How to make an adversary resistant neural network

Bram Cohen
3 min readJan 31, 2021

--

I previously pontificated about the difficulties of making a neural network robust in the adversarial model and a general approach to overcoming them. In this post I’ll flesh out the specifics of the construction a bit more.

What we want to do is make a neural network whose overall structure naturally gives it adversary resistance, so we can simply train it as well as we can and it automatically gets that feature, rather than having to do something special in the training, which doesn’t seem to work.

There are two tricks here: First, the number of outputs is about the same as the number of inputs and the final value is the sum of them. This neatly fixes the adversarial control problem but leads to the question of how to make the outputs not always get trained the same way. The second trick fixes that problem by making a middle layer of values where every middle layer value is calculated from a different subset of the inputs and every output is calculated from a different subset of the middle layer in such a way that every output depends on every input but they get there in such radically different ways that they can’t possibly give values which are all that correlated.

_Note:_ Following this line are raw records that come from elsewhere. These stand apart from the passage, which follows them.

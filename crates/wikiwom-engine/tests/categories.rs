use pretty_assertions::assert_eq;
use wikiwom_config::{Namespace, WikiConfig};
use wikiwom_engine::{WomDocument, WomError, WomKind};

fn build(text: &str) -> WomDocument {
    WomDocument::parse(text, WikiConfig::default(), "Categories").unwrap()
}

#[test]
fn n_duplicates_merge_into_one_category_with_n_analogs() {
    let mut doc = build("[[Category:A]] [[category:a]]\n\n[[Category:A|sort]]");
    let [category] = doc.categories()[..] else {
        panic!("expected exactly one category");
    };
    let links = doc.category_analogs(category).unwrap();
    assert_eq!(links.len(), 3);
    assert_eq!(doc.as_ast_node(category).unwrap(), Some(links[2]));

    doc.rename_category("a", "B").unwrap();

    assert_eq!(doc.category_analogs(category).unwrap(), vec![links[2]]);
    let root = doc.ast().root();
    for dropped in &links[..2] {
        assert_eq!(doc.ast().find_container(root, *dropped).unwrap(), None);
    }
    assert_eq!(doc.to_wikitext().unwrap(), " \n\n[[Category:B|sort]]");
}

#[test]
fn merged_name_is_spelled_like_the_last_link() {
    let doc = build("[[Category:Foo]] [[category:FOO]]");
    let category = doc.category("foo").unwrap();
    assert_eq!(doc.category_name(category).unwrap(), "FOO");
}

#[test]
fn renaming_to_the_current_name_changes_nothing() {
    let source = "[[Category:A]] [[Category:A]]";
    let mut doc = build(source);
    doc.rename_category("A", "A").unwrap();
    assert_eq!(doc.to_wikitext().unwrap(), source);
    let category = doc.category("A").unwrap();
    assert_eq!(doc.category_analogs(category).unwrap().len(), 2);
}

#[test]
fn changing_only_the_case_is_allowed() {
    let mut doc = build("[[Category:Foo]]");
    doc.rename_category("foo", "FOO").unwrap();
    assert_eq!(doc.to_wikitext().unwrap(), "[[Category:FOO]]");
    assert!(doc.has_category("Foo"));
}

#[test]
fn collisions_leave_the_page_alone() {
    let source = "[[Category:Foo]] [[Category:Bar]]";
    let mut doc = build(source);
    let before = doc.categories();

    assert_eq!(
        doc.add_category("foo"),
        Err(WomError::NameCollision("foo".to_string()))
    );
    assert_eq!(
        doc.rename_category("Foo", "bar"),
        Err(WomError::NameCollision("bar".to_string()))
    );

    assert_eq!(doc.categories(), before);
    assert_eq!(doc.to_wikitext().unwrap(), source);
    assert!(doc.has_category("Foo"));
    assert_eq!(doc.category_name(doc.category("foo").unwrap()).unwrap(), "Foo");
}

#[test]
fn invalid_names_are_rejected() {
    let mut doc = build("[[Category:Foo]]");
    assert!(matches!(
        doc.add_category("a|b"),
        Err(WomError::Validation(_))
    ));
    assert!(matches!(
        doc.rename_category("Foo", "x:y"),
        Err(WomError::Validation(_))
    ));
    assert_eq!(doc.to_wikitext().unwrap(), "[[Category:Foo]]");
}

#[test]
fn generic_child_operations_refuse_categories() {
    let mut doc = build("text [[Category:Foo]]");
    let page = doc.page();
    let body = doc.body();
    let category = doc.category("Foo").unwrap();
    assert_eq!(doc.kind(category).unwrap(), WomKind::Category);

    assert!(matches!(
        doc.append_child(body, category),
        Err(WomError::UnsupportedOperation(_))
    ));
    assert!(matches!(
        doc.remove_child(page, category),
        Err(WomError::UnsupportedOperation(_))
    ));
    let text = doc.create_text("x").unwrap();
    assert!(matches!(
        doc.append_child(category, text),
        Err(WomError::UnsupportedOperation(_))
    ));
}

#[test]
fn removing_a_category_deletes_every_link() {
    let mut doc = build("a [[Category:Foo]] b [[category:foo]]");
    let category = doc.remove_category("FOO").unwrap();

    assert_eq!(doc.to_wikitext().unwrap(), "a  b ");
    assert!(!doc.has_category("Foo"));
    assert_eq!(doc.parent(category).unwrap(), None);
    assert_eq!(doc.as_ast_node(category).unwrap(), None);

    doc.set_category_name(category, "Elsewhere").unwrap();
    assert_eq!(doc.to_wikitext().unwrap(), "a  b ");
    assert!(!doc.has_category("Elsewhere"));
}

#[test]
fn removing_a_subtree_keeps_its_categories() {
    let mut doc = build("Text [[Category:Foo]] more\n\nOther");
    let body = doc.body();
    let first = doc.children(body).unwrap()[0];

    doc.remove_child(body, first).unwrap();

    assert_eq!(doc.to_wikitext().unwrap(), "\n\nOther[[Category:Foo]]");
    let category = doc.category("Foo").unwrap();
    let [link] = doc.category_analogs(category).unwrap()[..] else {
        panic!("expected one link");
    };
    let content = doc.ast().page_content();
    assert!(doc.ast().list(content).unwrap().contains(&link));
}

#[test]
fn replacing_a_subtree_keeps_its_categories() {
    let mut doc = build("[[Category:Foo]] '''x [[Category:Bar]]'''");
    let bold = doc.elements_by_name("b").unwrap()[0];
    let paragraph = doc.parent(bold).unwrap().unwrap();
    let text = doc.create_text("y").unwrap();

    doc.replace_child(paragraph, text, bold).unwrap();

    assert_eq!(
        doc.to_wikitext().unwrap(),
        "[[Category:Foo]] y[[Category:Bar]]"
    );
    assert!(doc.has_category("Bar"));
}

#[test]
fn links_inside_promoted_elements_stay_tracked() {
    let mut doc = build("''x [[Category:Foo]]''");
    let italics = doc.elements_by_name("i").unwrap()[0];
    doc.set_attribute(italics, "class", "c").unwrap();
    assert_eq!(
        doc.to_wikitext().unwrap(),
        "<i class=\"c\">x [[Category:Foo]]</i>"
    );

    doc.rename_category("Foo", "Bar").unwrap();
    assert_eq!(
        doc.to_wikitext().unwrap(),
        "<i class=\"c\">x [[Category:Bar]]</i>"
    );

    let paragraph = doc.parent(italics).unwrap().unwrap();
    doc.remove_child(paragraph, italics).unwrap();
    assert_eq!(doc.to_wikitext().unwrap(), "[[Category:Bar]]");
}

#[test]
fn added_categories_use_the_configured_prefix() {
    let mut config = WikiConfig::default();
    config.category_namespace = 100;
    config.namespaces.push(Namespace {
        id: 100,
        name: "Kategorie".to_string(),
        aliases: vec![],
    });
    let mut doc = WomDocument::parse("[[Kategorie:Alt]]", config, "Seite").unwrap();
    assert!(doc.has_category("Alt"));

    doc.add_category("Neu").unwrap();
    assert_eq!(
        doc.to_wikitext().unwrap(),
        "[[Kategorie:Alt]][[Kategorie:Neu]]"
    );
}

#[test]
fn underscores_and_spaces_name_the_same_category() {
    let mut doc = build("[[Category:Foo_bar]]");
    assert!(doc.has_category("Foo_bar"));
    assert!(doc.has_category("foo bar"));
    assert_eq!(doc.category("Foo_bar"), doc.category("Foo bar"));

    assert_eq!(
        doc.add_category("Foo_bar"),
        Err(WomError::NameCollision("Foo bar".to_string()))
    );
    assert_eq!(doc.categories().len(), 1);
    assert_eq!(doc.to_wikitext().unwrap(), "[[Category:Foo_bar]]");
}

#[test]
fn renaming_onto_an_underscored_spelling_collides() {
    let mut doc = build("[[Category:Foo bar]] [[Category:Baz]]");
    assert_eq!(
        doc.rename_category("Baz", "foo_bar"),
        Err(WomError::NameCollision("foo bar".to_string()))
    );
    assert_eq!(doc.categories().len(), 2);
    assert_eq!(
        doc.to_wikitext().unwrap(),
        "[[Category:Foo bar]] [[Category:Baz]]"
    );
}

#[test]
fn added_names_survive_a_reparse() {
    let mut doc = build("text");
    doc.add_category("New_topic").unwrap();
    let text = doc.to_wikitext().unwrap();
    assert_eq!(text, "text[[Category:New topic]]");

    let reparsed = build(&text);
    assert_eq!(reparsed.categories().len(), 1);
    assert!(reparsed.has_category("New topic"));
}

#[test]
fn fragments_cannot_be_part_of_a_category_name() {
    let mut doc = build("[[Category:A]]");
    assert!(matches!(
        doc.add_category("A#b"),
        Err(WomError::Validation(_))
    ));
    assert!(matches!(
        doc.rename_category("A", "B#c"),
        Err(WomError::Validation(_))
    ));
    assert_eq!(doc.categories().len(), 1);
    assert_eq!(doc.to_wikitext().unwrap(), "[[Category:A]]");
}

Now for the fun math part of this construction: First find the smallest square prime P² greater than the number of inputs and arrange the inputs randomly into a square of length P on a side. (A few ‘input’ values will have to be ‘missing’ because of the numerical mismatch, but that’s a small amount and doesn’t matter.) We define a ‘line’ through the inputs as all the values (A+Z*B,C+Z*D) (mod P) varying Z and holding A-D fixed. Each middle layer is the output of a neural network using the values falling on one line as its inputs. Since there are P²+P of those, the number of middle layer values is slightly more than the number of original inputs.

Each output is then the result of a neural network which uses all the middle layer values which go through some fixed (E, F). This results in all but one of the input values getting into the final output via exactly one path, with the slightly odd mathematical ‘wart’ that there’s a single value which gets included many times, which seems to be necessary for the construction. This results in P² total outputs, which again is slightly more than the number of inputs. (You can also group together all parallel lines at the same angle, making a total of P²+P+1 outputs.)

An example of the inputs for the final output corresponding to the black square. Each middle layer line is a different color

My suspicion is doing the above verbatim won’t be able to recognize well no matter how well you train it because the inputs and outputs are simply too disjointed. That probably can be fixed by making it so each middle layer value is actually several values. If that number is too small then it won’t be able to do recognition, and if that value is too big then everything in the middle layer contains too much of the inputs and all the outputs will wind up correlated again, so it’s necessary to tune the amount to hit the sweet spot.

One interesting aspect of interpreting the outputs of this sort of thing is that there’s a likely to be a wide range of values above ‘overwhelming evidence in the non-adversarial model’ but below ‘convincing evidence in the adversarial model’. I think this is very much a real thing and correlates to what we mean when we say our own personal neural network ‘imagined’ something. Having an output which is a simple probability only works in the non-adversarial model, as soon as you get into the adversarial world you have to start making assumptions about how strong your adversary might be.

--

--